I have learned the power in consistently keeping up with medical appointments and tests. Before this year, I would see them as an inconvenience to me living my life and ignore it until something dramatic happened with my health. However, earlier this year my doctor told me that if I’m not keeping up with said appointments and tests, then I’ll be less healthy and productive when attempting to live my life. I have found this to be very true this year as I’ve attended all appointments for everything and I am now the healthiest I have been since 2006.
Some absolutely amazing and accidental things have happened, such as early May this year. I received an email inviting me to a Brisbane Broncos dinner in Perth. I bought my ticket, even though at the time it would wreck my budget, because these things in life only happen once in a lifetime and sometimes you just need to do fun things. I bought my ticket and had a great night. At the end of that night, I was talking with Broncos CEO Paul White and he would tell me it was a business owners dinner and he said I must have accidentally got the email invite. However, he said if I love the Broncos then I am welcome to stay.
I have achieved a dream of attending a footy game at the MCG and going to Melbourne.
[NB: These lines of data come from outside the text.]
//! Diagnostic trace of one translation and physical to virtual lookup.

use super::pte::{Pte, MAX_ADDRESS_32};
use super::MmX86;
use crate::memory::cache::PageTable;
use crate::memory::process::Process;
use crate::memory::types::{MemoryModelType, PagingLevel, Phys2VirtInformation, Virt2PhysInformation};
use std::ops::ControlFlow;
use tracing::debug;

impl MmX86 {
    /// Record table address, index and raw entry at every level visited
    /// for `va`. Stops at the first level that does not lead further.
    pub fn virt2phys_information(&self, process: &Process, va: u64) -> Virt2PhysInformation {
        let mut info = Virt2PhysInformation::new(MemoryModelType::X86, va);
        if va <= MAX_ADDRESS_32 {
            self.information_walk(process, &mut info, PagingLevel::Directory, process.dtb());
        }
        info
    }

    fn information_walk(&self, process: &Process, info: &mut Virt2PhysInformation, level: PagingLevel, table_pa: u64) {
        let Some(table) = self.page_table(table_pa) else {
            return;
        };
        let slot = level.index_of(info.va);
        let pte = Pte(table.entry(slot));
        drop(table);

        let i = level.as_u8() as usize;
        info.pas[i] = table_pa;
        info.indices[i] = slot as u16;
        info.ptes[i] = pte.0;

        if !pte.is_present() || (process.user_only() && !pte.is_user()) {
            return;
        }
        match level {
            PagingLevel::Table => info.pas[0] = pte.frame(),
            PagingLevel::Directory if pte.is_large() => {
                if let Some(base) = pte.page_base(level) {
                    info.pas[0] = base;
                }
            }
            PagingLevel::Directory => self.information_walk(process, info, PagingLevel::Table, pte.frame()),
        }
    }

    /// Append to `info` every virtual address of `process` mapping the
    /// target physical address, until the result cap is reached.
    pub fn phys2virt_information(&self, process: &Process, info: &mut Phys2VirtInformation) {
        if info.is_full() || info.target() > self.config.max_physical_address {
            return;
        }
        self.tlb_spider(process);
        let Some(directory) = self.page_table(process.dtb()) else {
            return;
        };
        if self
            .phys2virt_walk(process, info, &directory, PagingLevel::Directory, 0)
            .is_break()
        {
            debug!(
                "Reverse lookup of {:#x} in pid {} stopped at {} results",
                info.target(),
                process.pid(),
                info.len()
            );
        }
    }

    /// Breaks as soon as the result list is full.
    fn phys2virt_walk(
        &self,
        process: &Process,
        info: &mut Phys2VirtInformation,
        table: &PageTable,
        level: PagingLevel,
        va_base: u64,
    ) -> ControlFlow<()> {
        let user_only = process.user_only();
        let offset_mask = level.offset_mask();
        for (index, &raw) in table.entries().iter().enumerate() {
            if info.is_full() {
                return ControlFlow::Break(());
            }
            let pte = Pte(raw);
            if !pte.is_present()
                || pte.target_base(level) > self.config.max_physical_address
                || (user_only && !pte.is_user())
            {
                continue;
            }
            let va = va_base + ((index as u64) << level.shift());

            if level == PagingLevel::Table || pte.is_large() {
                if pte.page_base(level) == Some(info.target() & !offset_mask) {
                    if !info.push(va | (info.target() & offset_mask)) {
                        return ControlFlow::Break(());
                    }
                }
                continue;
            }

            let Some(next) = self.page_table(pte.frame()) else {
                continue;
            };
            self.phys2virt_walk(process, info, &next, PagingLevel::Table, va)?;
        }
        ControlFlow::Continue(())
    }
}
Aside from the freezing cold, it was so great. From buying coffee as big as my face and getting change from $5 for it, to accessible paths, beautiful scenery and sport and music everywhere, it’s a great place. I can see why some friends live there now. I will be back some day, but not in the middle of winter next time.
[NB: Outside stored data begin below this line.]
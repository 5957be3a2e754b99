//! Sparse in-memory physical layer.
//!
//! Holds physical memory as a set of 4KB pages. Pages that were never
//! written are absent and fail reads, which is how an incomplete dump
//! looks to the page-table cache.

use crate::memory::error::{MmError, MmResult};
use crate::memory::traits::MemoryLayer;
use parking_lot::RwLock;
use std::collections::HashMap;

const PAGE_SIZE: u64 = 0x1000;
const PAGE_OFFSET_MASK: u64 = PAGE_SIZE - 1;

type Page = Box<[u8; PAGE_SIZE as usize]>;

/// Sparse physical memory made of 4KB pages.
pub struct BufferLayer {
    name: String,
    maximum_address: u64,
    pages: RwLock<HashMap<u64, Page>>,
}

impl BufferLayer {
    /// Create an empty layer spanning `[0, maximum_address]`.
    pub fn new(name: impl Into<String>, maximum_address: u64) -> Self {
        BufferLayer {
            name: name.into(),
            maximum_address,
            pages: RwLock::new(HashMap::new()),
        }
    }

    /// Make the page containing `pa` present (zero filled if new).
    pub fn map_page(&self, pa: u64) {
        self.pages
            .write()
            .entry(pa & !PAGE_OFFSET_MASK)
            .or_insert_with(|| Box::new([0u8; PAGE_SIZE as usize]));
    }

    /// Drop the page containing `pa`, as if it were missing from the dump.
    pub fn unmap_page(&self, pa: u64) {
        self.pages.write().remove(&(pa & !PAGE_OFFSET_MASK));
    }

    /// Write a little-endian `u32` at `pa`, mapping its page if needed.
    pub fn write_u32(&self, pa: u64, value: u32) -> MmResult<()> {
        let offset = (pa & PAGE_OFFSET_MASK) as usize;
        if pa > self.maximum_address || offset + 4 > PAGE_SIZE as usize {
            return Err(MmError::invalid_address(&self.name, pa, "Write outside of the layer"));
        }
        let mut pages = self.pages.write();
        let page = pages
            .entry(pa & !PAGE_OFFSET_MASK)
            .or_insert_with(|| Box::new([0u8; PAGE_SIZE as usize]));
        page[offset..offset + 4].copy_from_slice(&value.to_le_bytes());
        Ok(())
    }

    /// Number of present pages.
    pub fn page_count(&self) -> usize {
        self.pages.read().len()
    }
}

impl MemoryLayer for BufferLayer {
    fn read(&self, offset: u64, length: usize) -> MmResult<Vec<u8>> {
        if !self.is_valid(offset, length as u64) {
            return Err(MmError::invalid_address(&self.name, offset, "Page not present in layer"));
        }
        let pages = self.pages.read();
        let mut output = Vec::with_capacity(length);
        let mut current = offset;
        let end = offset + length as u64;
        while current < end {
            let page = &pages[&(current & !PAGE_OFFSET_MASK)];
            let start = (current & PAGE_OFFSET_MASK) as usize;
            let chunk = (PAGE_SIZE as usize - start).min((end - current) as usize);
            output.extend_from_slice(&page[start..start + chunk]);
            current += chunk as u64;
        }
        Ok(output)
    }

    fn is_valid(&self, offset: u64, length: u64) -> bool {
        if length == 0 {
            return false;
        }
        let last = match offset.checked_add(length - 1) {
            Some(last) if last <= self.maximum_address => last,
            _ => return false,
        };
        let pages = self.pages.read();
        let mut page = offset & !PAGE_OFFSET_MASK;
        while page <= last {
            if !pages.contains_key(&page) {
                return false;
            }
            page += PAGE_SIZE;
        }
        true
    }

    fn name(&self) -> &str {
        &self.name
    }

    fn maximum_address(&self) -> u64 {
        self.maximum_address
    }
}
//! Test fixture: page tables laid out in a sparse physical layer.

use super::MmX86;
use crate::memory::cache::{PageTableCache, PageTableRef};
use crate::memory::config::MmConfig;
use crate::memory::layers::BufferLayer;
use crate::memory::traits::{MemoryLayer, PageTableSource};
use parking_lot::Mutex;
use std::collections::HashMap;
use std::sync::Arc;

/// Page directory base used by every fixture.
pub(crate) const DTB: u64 = 0x0010_0000;

/// Page tables for directory slot `n` live at `TABLE_POOL + n * 0x1000`.
pub(crate) const TABLE_POOL: u64 = 0x0020_0000;

/// Highest physical address of the fixture layer.
pub(crate) const MAX_PA: u64 = 0x0fff_ffff;

pub(crate) struct Fixture {
    layer: Arc<BufferLayer>,
}

impl Fixture {
    pub(crate) fn new() -> Self {
        let layer = Arc::new(BufferLayer::new("physical", MAX_PA));
        layer.map_page(DTB);
        Fixture { layer }
    }

    pub(crate) fn layer(&self) -> &Arc<BufferLayer> {
        &self.layer
    }

    pub(crate) fn pde(&self, index: usize) -> u32 {
        let bytes = self.layer.read(DTB + index as u64 * 4, 4).unwrap();
        u32::from_le_bytes([bytes[0], bytes[1], bytes[2], bytes[3]])
    }

    pub(crate) fn set_pde(&self, index: usize, value: u32) {
        self.layer.write_u32(DTB + index as u64 * 4, value).unwrap();
    }

    pub(crate) fn set_pte(&self, table: u64, index: usize, value: u32) {
        self.layer.write_u32(table + index as u64 * 4, value).unwrap();
    }

    pub(crate) fn table_for(dir_index: usize) -> u64 {
        TABLE_POOL + ((dir_index as u64) << 12)
    }

    /// Point directory slot `dir_index` at its pool table with `flags`.
    pub(crate) fn map_table(&self, dir_index: usize, flags: u32) -> u64 {
        let table = Self::table_for(dir_index);
        self.layer.map_page(table);
        self.set_pde(dir_index, table as u32 | flags);
        table
    }

    /// Map the 4KB page at `va` to `pa`. Creates a user/writable table if
    /// the directory slot is empty.
    pub(crate) fn map_4k(&self, va: u64, pa: u64, flags: u32) {
        let dir_index = (va >> 22) as usize & 0x3ff;
        if self.pde(dir_index) == 0 {
            self.map_table(dir_index, 0x7);
        }
        let table = Self::table_for(dir_index);
        self.set_pte(table, (va >> 12) as usize & 0x3ff, pa as u32 | flags);
    }

    /// Map the 4MB page at `va` to `pa` (both 4MB aligned).
    pub(crate) fn map_4m(&self, va: u64, pa: u64, flags: u32) {
        self.set_pde((va >> 22) as usize & 0x3ff, pa as u32 | flags | 0x81);
    }

    pub(crate) fn config(&self) -> MmConfig {
        MmConfig {
            max_physical_address: MAX_PA,
            ..MmConfig::default()
        }
    }

    pub(crate) fn cache(&self) -> Arc<PageTableCache> {
        Arc::new(PageTableCache::new(self.layer.clone(), 64))
    }

    pub(crate) fn model(&self) -> MmX86 {
        self.model_with(self.config())
    }

    pub(crate) fn model_with(&self, config: MmConfig) -> MmX86 {
        MmX86::new(self.cache(), config)
    }

    /// A model whose page table fetches are counted.
    pub(crate) fn counting(&self) -> (MmX86, Arc<CountingSource>) {
        let source = Arc::new(CountingSource {
            inner: PageTableCache::new(self.layer.clone(), 64),
            fetches: Mutex::new(HashMap::new()),
            prefetches: Mutex::new(Vec::new()),
        });
        (MmX86::new(source.clone(), self.config()), source)
    }
}

/// Page table source recording every fetch and prefetch.
pub(crate) struct CountingSource {
    inner: PageTableCache,
    fetches: Mutex<HashMap<u64, usize>>,
    prefetches: Mutex<Vec<Vec<u64>>>,
}

impl CountingSource {
    pub(crate) fn fetches_of(&self, pa: u64) -> usize {
        self.fetches.lock().get(&pa).copied().unwrap_or(0)
    }

    pub(crate) fn prefetches(&self) -> Vec<Vec<u64>> {
        self.prefetches.lock().clone()
    }

    pub(crate) fn cache(&self) -> &PageTableCache {
        &self.inner
    }
}

impl PageTableSource for CountingSource {
    fn page_table(&self, pa: u64) -> Option<PageTableRef> {
        *self.fetches.lock().entry(pa).or_insert(0) += 1;
        self.inner.page_table(pa)
    }

    fn prefetch(&self, pas: &[u64]) {
        self.prefetches.lock().push(pas.to_vec());
        self.inner.prefetch(pas);
    }
}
Then in August of this year, I was looking at Twitter one day when I saw a tweet from Perth Wildcats. It was asking for game night volunteers for the current season 2016/17. I updated my resume and applied. My first interview as far as I’m concerned was terrible. However, that following Friday afternoon I would receive an email asking me if I would like an interview with the Wildcats CEO Nick Marvin, on the following Monday afternoon. It went really well and he offered me a voluntary position in the administration staff at Perth Lynx. I now work there once a week and at every Lynx home game. I also attend all Perth Wildcats games. It was a lot more than I originally thought it would be. It has become a reason to fist-pump at life, to get out of bed with enthusiasm again. I am literally at a place now where ball is life. As I said to someone recently, if I’m not in an office for basketball, I’m working at a game, attending a game as a fan or watching a game of NBA or NBL on my laptop. Ball is literally life and I love it.
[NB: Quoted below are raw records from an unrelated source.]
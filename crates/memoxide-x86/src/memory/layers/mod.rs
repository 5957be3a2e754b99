//! Physical memory layer implementations.

pub mod buffer;
pub mod mmap_file;

pub use buffer::BufferLayer;
pub use mmap_file::MmapFileLayer;
//! Error types for memory model operations.

use thiserror::Error;

/// Errors that can occur while translating or walking page tables.
#[derive(Error, Debug)]
pub enum MmError {
    /// A virtual or physical address does not fit the 32-bit model.
    #[error("Address {address:#x} outside of the 32-bit address range")]
    AddressOutOfRange { address: u64 },

    /// No valid mapping at the given paging level. `entry` is the raw
    /// (possibly zero) entry so callers can tell "never mapped" apart from
    /// "mapped but not resident".
    #[error("Page not present at {address:#x} (level={level}, entry={entry:#x})")]
    PageNotPresent { address: u64, level: u8, entry: u32 },

    /// The entry exists but is not user-accessible under a user-only filter.
    #[error("Supervisor page at {address:#x} (level={level}, entry={entry:#x})")]
    SupervisorPage { address: u64, level: u8, entry: u32 },

    /// A 4MB page entry has bits set in its reserved range.
    #[error("Reserved bits set in large page entry {entry:#x} for {address:#x}")]
    ReservedBits { address: u64, entry: u32 },

    /// The page table page could not be fetched (e.g. outside of the dump).
    #[error("Page table {table:#x} unavailable")]
    TableUnavailable { table: u64 },

    /// An address is not valid in a physical layer.
    #[error("Invalid address {invalid_address:#x} in layer '{layer_name}': {message}")]
    InvalidAddress {
        layer_name: String,
        invalid_address: u64,
        message: String,
    },

    /// I/O error occurred.
    #[error("I/O error: {0}")]
    Io(#[from] std::io::Error),

    /// The layer has been destroyed and cannot be used.
    #[error("Layer '{0}' has been destroyed")]
    LayerDestroyed(String),

    /// The memory model slot is closed.
    #[error("No memory model initialized")]
    NoMemoryModel,
}

impl MmError {
    /// Create an InvalidAddress error.
    pub fn invalid_address(layer_name: impl Into<String>, addr: u64, msg: impl Into<String>) -> Self {
        MmError::InvalidAddress {
            layer_name: layer_name.into(),
            invalid_address: addr,
            message: msg.into(),
        }
    }

    /// Create a LayerDestroyed error.
    pub fn layer_destroyed(name: impl Into<String>) -> Self {
        MmError::LayerDestroyed(name.into())
    }

    /// The raw page table entry carried by a translation failure, if any.
    pub fn entry(&self) -> Option<u32> {
        match self {
            MmError::PageNotPresent { entry, .. }
            | MmError::SupervisorPage { entry, .. }
            | MmError::ReservedBits { entry, .. } => Some(*entry),
            _ => None,
        }
    }
}

/// Result type for memory model operations.
pub type MmResult<T> = Result<T, MmError>;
These are just a few highlights to try and encourage you all that this year did not totally suck. Not for me or for anyone, really. Sometimes we do need to try and look a bit harder to find the goodness. To sum it all up, I have finally got help with my overall health, both physically and mentally and I have learned the truth in the Switchfoot line that says “love alone is worth the fight”. Yes, it’s tough, but it is so worth it, friends. May 2017 be full of joy, peace and love and whatever comes your way, may you be able to say that “hope is the anthem of my soul”, as the Switchfoot song says.